Papai! Homem íntegro, de olhos azuis brilhantes, poucas palavras, moldado no ferro e fogo da marca que ele habilmente usava para cingir seu gado. Eu o amei e admirei desde tenra idade. Adorava acompanhá-lo e vê-lo na lida diária no campo. Foi e continua sendo um modelo único para mim.

Meu querido Netinho, que foi a causa propulsora  desse último surto de saudade...

Grande colunista do “Lavoura e Comércio”, voz forte e aveludada. Faria inveja a Lula se tivesse enveredado pela política, pois conhecia como ninguém a alma humana e seus sonhos e desejos.

Psicólogo sem diploma, lorde sem título, sabia enxergar carências alheias e usava seu dom para reerguer pessoas carentes. Jamais usou seu prestígio para denegrir quem quer que fosse. E como ficávamos orgulhosos por brilhar em sua página!

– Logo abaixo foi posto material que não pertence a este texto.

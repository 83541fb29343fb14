//! Sources of randomness for head sampling.

use std::fmt;

use parking_lot::Mutex;
use rand::{Rng, SeedableRng};
use rand_pcg::Pcg32;

/// Draws uniformly distributed numbers in `[0, 100)` for head sampling.
///
/// The engine keeps an event if the draw is less than the configured rate.
pub trait RandomSource: Send + Sync {
    /// Returns a number in `[0, 100)`.
    fn draw(&self) -> f64;
}

/// Draws from the thread-local generator of `rand`.
#[derive(Clone, Copy, Debug, Default)]
pub struct ThreadRandom;

impl RandomSource for ThreadRandom {
    fn draw(&self) -> f64 {
        rand::rng().random_range(0.0..100.0)
    }
}

/// A deterministic generator seeded explicitly.
///
/// Two instances with the same seed produce the same sequence of draws.
pub struct SeededRandom {
    generator: Mutex<Pcg32>,
}

impl SeededRandom {
    /// Creates a generator from a seed.
    pub fn new(seed: u64) -> Self {
        Self {
            generator: Mutex::new(Pcg32::seed_from_u64(seed)),
        }
    }
}

impl RandomSource for SeededRandom {
    fn draw(&self) -> f64 {
        self.generator.lock().random_range(0.0..100.0)
    }
}

impl fmt::Debug for SeededRandom {
    fn fmt(&self, f: &mut fmt::Formatter<'_>) -> fmt::Result {
        f.debug_struct("SeededRandom").finish_non_exhaustive()
    }
}

/// Always returns the same draw.
#[derive(Clone, Copy, Debug)]
pub struct FixedRandom(pub f64);

impl RandomSource for FixedRandom {
    fn draw(&self) -> f64 {
        self.0
    }
}
//! Sampling and batched delivery of wide events.
//!
//! A wide event is one structured record summarizing an entire unit of work, such as an HTTP
//! request. This crate connects the pieces that decide what happens to such an event once the
//! work has finished:
//!
//!  1. [`RouteFilter`] drops events for paths that should not be logged at all.
//!  2. [`RouteServices`] attributes the event to a service based on its path.
//!  3. [`SamplingEngine`] decides whether the event is kept.
//!  4. [`Enricher`]s add derived fields to kept events.
//!  5. The [`Pipeline`] buffers the event and hands it to a [`Sink`] in batches.
//!
//! # Example
//!
//! ```
//! use evlog::{Evlog, RequestOutcome};
//! use evlog::config::Config;
//! use evlog::event::{DrainContext, Level, RequestInfo, WideEvent};
//! use evlog::drain::{Sink, SinkError};
//!
//! struct Discard;
//!
//! #[evlog::drain::async_trait]
//! impl Sink for Discard {
//!     async fn send(&self, _batch: &[DrainContext]) -> Result<(), SinkError> {
//!         Ok(())
//!     }
//! }
//!
//! # #[tokio::main(flavor = "current_thread")]
//! # async fn main() {
//! let config = Config::from_yaml_str("sampling:\n  rates:\n    info: 10\n").unwrap();
//! let evlog = Evlog::from_config(&config, Discard);
//!
//! let context = DrainContext::new(WideEvent::new(Level::Info, "shop", "production"))
//!     .with_request(RequestInfo::new("GET", "/api/products"));
//! evlog.emit(context, RequestOutcome::new().with_status(500));
//!
//! evlog.shutdown().await;
//! # }
//! ```
#![warn(missing_docs)]

mod emit;
mod enrich;
mod setup;

pub use self::emit::*;
pub use self::enrich::*;
pub use self::setup::*;

pub use evlog_config as config;
pub use evlog_drain::{Pipeline, Sink, SinkError};
pub use evlog_event::{DrainContext, Level, WideEvent};
pub use evlog_sampling::{RouteFilter, RouteServices, SamplingDecision, SamplingEngine};

/// The drain pipeline and its traits.
pub mod drain {
    pub use evlog_drain::*;

    #[doc(no_inline)]
    pub use async_trait::async_trait;
}

/// The wide event data model.
pub mod event {
    pub use evlog_event::*;
}

/// Head and tail sampling.
pub mod sampling {
    pub use evlog_sampling::*;
}
//! Configuration for evlog.
//!
//! The configuration is loaded from a single YAML or JSON file with [`Config::from_path`]. All
//! sections are optional:
//!
//! ```yaml
//! logging:
//!   level: debug
//! sampling:
//!   rates:
//!     info: 10
//!   keep:
//!     - status: 400
//! drain:
//!   batch:
//!     size: 50
//! routes:
//!   exclude: ["/health"]
//!   services:
//!     /api/auth/**:
//!       service: auth-service
//! ```
//!
//! Selected values can be overridden from the environment with [`OverridableConfig::from_env`]
//! and [`Config::apply_override`].
#![warn(missing_docs)]

mod config;
mod error;

pub use self::config::*;
pub use self::error::*;
use std::error::Error;
use std::fmt;

/// A wrapper around an error that prints its causes.
///
/// # Example
///
/// ```
/// use evlog_log::LogError;
///
/// if let Err(error) = std::env::var("FOO") {
///     evlog_log::error!("env failed: {}", LogError(&error));
/// }
/// ```
pub struct LogError<'a, E: Error + ?Sized>(pub &'a E);

impl<E: Error + ?Sized> fmt::Display for LogError<'_, E> {
    fn fmt(&self, f: &mut fmt::Formatter<'_>) -> fmt::Result {
        write!(f, "{}", self.0)?;

        let mut source = self.0.source();
        while let Some(s) = source {
            write!(f, "\n  caused by: {s}")?;
            source = s.source();
        }

        Ok(())
    }
}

“Tio” João – homem extremamente humilde, que cuidava das crianças na creche do José Horta. Por um período frequentei essa creche, encarregada que fui de ajudar a dar banho nas crianças. Ficar ao lado dele era vivenciar a paz. Calmo, fala mansa, coração de ouro.

Meu amigo do canto jamais traduzido e indefinido, mas sempre no mesmo ritmo e compasso. De sabedoria indiana, presença certa nos momentos difíceis desde a nossa juventude. Poucas palavras, imensa capacidade de ouvir, deglutir, ponderar e decidir.

Meu amigo urso. Era amigo de infância de meu marido. Desde solteira tivemos uma convivência peculiar. Chamava-me de “lady”. Na alegria, na tristeza, no dia a dia, era a ele que eu recorria para me acalmar ou prosear. Muitos “blacks on the rocks”.

Maria! Tão frágil, tão doce, às vezes tão sozinha. Não consegui decifrá-la.

Poucos no papel. Mas profundas ausências que deixaram um vazio de fazer repensar o viver terreno.

Procuro na Bíblia, leitura de cabeceira. Mistérios da vida. Nada explica. Só a fé te move. Salmo 23.4 – “Ainda que eu ande pelo vale da sombra da morte, não temerei mal algum...”

No “Evangelho Segundo o Espiritismo” – Capítulo II – Há muitas moradas na casa de meu pai. “João, cap. XIV – V1, 23”.

Encontro ânimo e aconchego em Rubem Alves, que agora passou a fazer parte dessa dimensão espiritual:

_ “Ah! A vida é bela! O mundo é belo! É por isso que toda despedida é triste. É isso que eu sint que a morte é uma saudade sem remédio”.

E quando não há remédio, a única alternativa viável é “beber a taça até o fim”.